Charities and the NHS: uneasy bedfellows?

Adam Rothwell - Friday, June 20, 2008

A tillThe BBC reports that charities are propping up NHS cancer care for children to the tune of millions of pounds a year. And it quotes experts who are worried by that dependence.

They’re not the only ones to be concerned. The fact that the NHS hoovers up charitable funds has been preoccupying some commentators for decades. But the issue nonetheless gets less coverage than it should.

The basic problem is this. The NHS is allowed to raise money, and spend other charities’ money, on services which are supplementary to basic healthcare needs. So while the NHS cannot accept charitable cash to perform operations or pay for drugs, it can use charity money to pay for extra therapy or some types of specialist nurse.

However, defining what’s ‘basic’ and what’s ‘supplementary’ is almost impossible. As a result, charities can end up providing what looks very much like basic healthcare. This saves the NHS a pile of money, so it doesn’t complain, and it’s in few other people’s interest to make a fuss. After all, care is being provided, so what does it matter who pays?

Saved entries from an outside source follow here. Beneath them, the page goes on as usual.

//! Assembly order and cache behavior across steps.

use std::rc::Rc;

use nalgebra::{DVector, Isometry3, Vector3};
use sim_constraint::ConstraintKind;
use sim_contact::{CoulombFriction, GeometryRegistry, ProximityProperties};
use sim_discrete::CompliantContactManager;
use sim_multibody::{Body, Joint, MultibodyModelBuilder, UniformGravity};
use sim_tests::{RADIUS, SphereOnGround};
use sim_types::{BodyIndex, DiscreteUpdateConfig};

/// Sphere on ground (velocities 0..3), limited slider (3), coupled disks
/// (4, 5).
fn mixed_scene() -> CompliantContactManager {
    let mut builder = MultibodyModelBuilder::new();
    let ball = builder.add_body(Body::solid_sphere("ball", 1.0, RADIUS));
    let slider = builder.add_body(Body::point_mass("slider", 1.0));
    let disk_a = builder.add_body(Body::solid_sphere("disk_a", 1.0, RADIUS));
    let disk_b = builder.add_body(Body::solid_sphere("disk_b", 1.0, RADIUS));
    builder.add_joint(Joint::translational("free", BodyIndex::WORLD, ball));
    builder.add_joint(
        Joint::prismatic("slide", BodyIndex::WORLD, slider, Vector3::x())
            .at(Vector3::new(0.0, 5.0, 0.0))
            .with_limits(-0.1, 0.1),
    );
    let ja = builder.add_joint(
        Joint::revolute("ja", BodyIndex::WORLD, disk_a, Vector3::z()).at(Vector3::new(5.0, 0.0, 1.0)),
    );
    let jb = builder.add_joint(
        Joint::revolute("jb", BodyIndex::WORLD, disk_b, Vector3::z()).at(Vector3::new(6.0, 0.0, 1.0)),
    );
    builder.add_force_element(UniformGravity::default());

    let props = ProximityProperties::new(0.0, CoulombFriction::uniform(0.3).unwrap());
    let mut geometry = GeometryRegistry::new();
    geometry
        .add_half_space("ground", BodyIndex::WORLD, Isometry3::identity(), props)
        .unwrap();
    geometry
        .add_sphere("ball", ball, Vector3::zeros(), RADIUS, props)
        .unwrap();

    let mut manager = CompliantContactManager::new(
        builder.build().unwrap(),
        geometry,
        DiscreteUpdateConfig::with_time_step(1.0e-2),
    )
    .unwrap();
    manager.add_coupler_constraint(ja, jb, 2.0, 0.0).unwrap();
    manager
}

#[test]
fn test_constraints_assembled_contacts_first() {
    let manager = mixed_scene();
    let mut context = manager.create_default_context();
    context
        .set_positions(&DVector::from_vec(vec![0.0, 0.0, RADIUS - 1e-3, 0.099, 0.0, 0.0]))
        .unwrap();
    context
        .set_velocities(&DVector::from_vec(vec![0.0, 0.0, 0.0, 1.0, 1.0, 0.0]))
        .unwrap();

    let cache = manager.eval_contact_problem(&context).unwrap();
    let problem = &cache.problem;
    assert_eq!(problem.num_trees(), 4);
    assert_eq!(problem.num_contacts(), 1);
    let kinds: Vec<_> = problem
        .constraints()
        .iter()
        .map(|c| match c.kind() {
            ConstraintKind::FrictionCone(_) => "contact",
            ConstraintKind::Limit { .. } => "limit",
            ConstraintKind::Holonomic(_) => "coupler",
        })
        .collect();
    assert_eq!(kinds, ["contact", "limit", "coupler"]);
    assert_eq!(problem.num_constraint_equations(), 3 + 1 + 1);
    assert_eq!(cache.r_wc.len(), 1);

    // Contact generalized forces only touch the sphere's tree.
    let results = manager.eval_contact_solver_results(&context).unwrap();
    assert_eq!(results.num_contacts(), 1);
    assert!(results.tau_contact[2] > 0.0);
    for i in 3..6 {
        assert_eq!(results.tau_contact[i], 0.0);
    }
    assert!(results.v_next[3] < 1.0);
}

#[test]
fn test_stages_recompute_only_when_their_inputs_change() {
    let (manager, _) = SphereOnGround::default().build().unwrap();
    let mut context = manager.create_default_context();
    context
        .set_positions(&DVector::from_vec(vec![0.0, 0.0, RADIUS - 1e-3]))
        .unwrap();

    let kinematics = manager.eval_position_kinematics(&context).unwrap();
    let pairs = manager.eval_discrete_contact_pairs(&context).unwrap();
    let results = manager.eval_contact_solver_results(&context).unwrap();
    assert!(Rc::ptr_eq(
        &results,
        &manager.eval_contact_solver_results(&context).unwrap()
    ));

    // Time only feeds the non-contact forces and what depends on them.
    context.set_time(0.5);
    assert!(Rc::ptr_eq(
        &kinematics,
        &manager.eval_position_kinematics(&context).unwrap()
    ));
    assert!(Rc::ptr_eq(
        &pairs,
        &manager.eval_discrete_contact_pairs(&context).unwrap()
    ));
    let after_time = manager.eval_contact_solver_results(&context).unwrap();
    assert!(!Rc::ptr_eq(&results, &after_time));
    assert_eq!(after_time.v_next, results.v_next);

    // Parameters reach the solver results but not the kinematics.
    context.set_joint_damping(DVector::from_element(3, 5.0)).unwrap();
    let after_damping = manager.eval_contact_solver_results(&context).unwrap();
    assert!(Rc::ptr_eq(
        &kinematics,
        &manager.eval_position_kinematics(&context).unwrap()
    ));
    assert_ne!(after_damping.v_next, results.v_next);
}

#[test]
fn test_cloned_context_starts_with_empty_cache() {
    let (manager, _) = SphereOnGround::default().build().unwrap();
    let context = manager.create_default_context();
    let first = manager.eval_position_kinematics(&context).unwrap();
    let copy = context.clone();
    let second = manager.eval_position_kinematics(&copy).unwrap();
    assert!(!Rc::ptr_eq(&first, &second));
    assert_eq!(first.body_pose(BodyIndex::WORLD), second.body_pose(BodyIndex::WORLD));
}

#[test]
fn test_advance_invalidates_every_stage() {
    let (manager, _) = SphereOnGround::default().build().unwrap();
    let mut context = manager.create_default_context();
    context
        .set_positions(&DVector::from_vec(vec![0.0, 0.0, 0.5]))
        .unwrap();
    let before = manager.eval_position_kinematics(&context).unwrap();
    manager.advance(&mut context).unwrap();
    let after = manager.eval_position_kinematics(&context).unwrap();
    assert!(!Rc::ptr_eq(&before, &after));
    assert!(context.velocities()[2] < 0.0);
}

In reality, a great deal. This is why:
  1. Charity cash is inherently unstable. The NHS has its funding guaranteed for years in advance. Charities don't. So if donations to an organization providing healthcare suddenly dried up, patients would suffer.
  2. Charity cash isn’t evenly distributed. If you think patients are entitled to the same standard of care across the NHS, you should be concerned by charities’ role. They only operate in some areas.
  3. Charity cash could (perhaps) be better spent elsewhere. This is, I admit, controversial. But it’s possible that if charities withdrew from the NHS, then the NHS would plug the gap with public funds. And that would free those millions of pounds of charity cash for less well-funded causes.
  4. Charity cash can be misused. This is controversial too, but charities officially affiliated to hospitals are often controlled by the same people who control the hospital itself. To me this screams ‘conflict of interest.’ It’s therefore possible – and I’d go no further than that without evidence – for these charities to be raided to plug funding gaps or cover up for bad management in the hospital.
The relationship between charities and the NHS is incredibly complex. It’s possible - if unlikely - that I, and the other worried commentators, have entirely misunderstood the situation. But, as ever, until the charities do a better job of explaining their work, donors like me will continue to be concerned.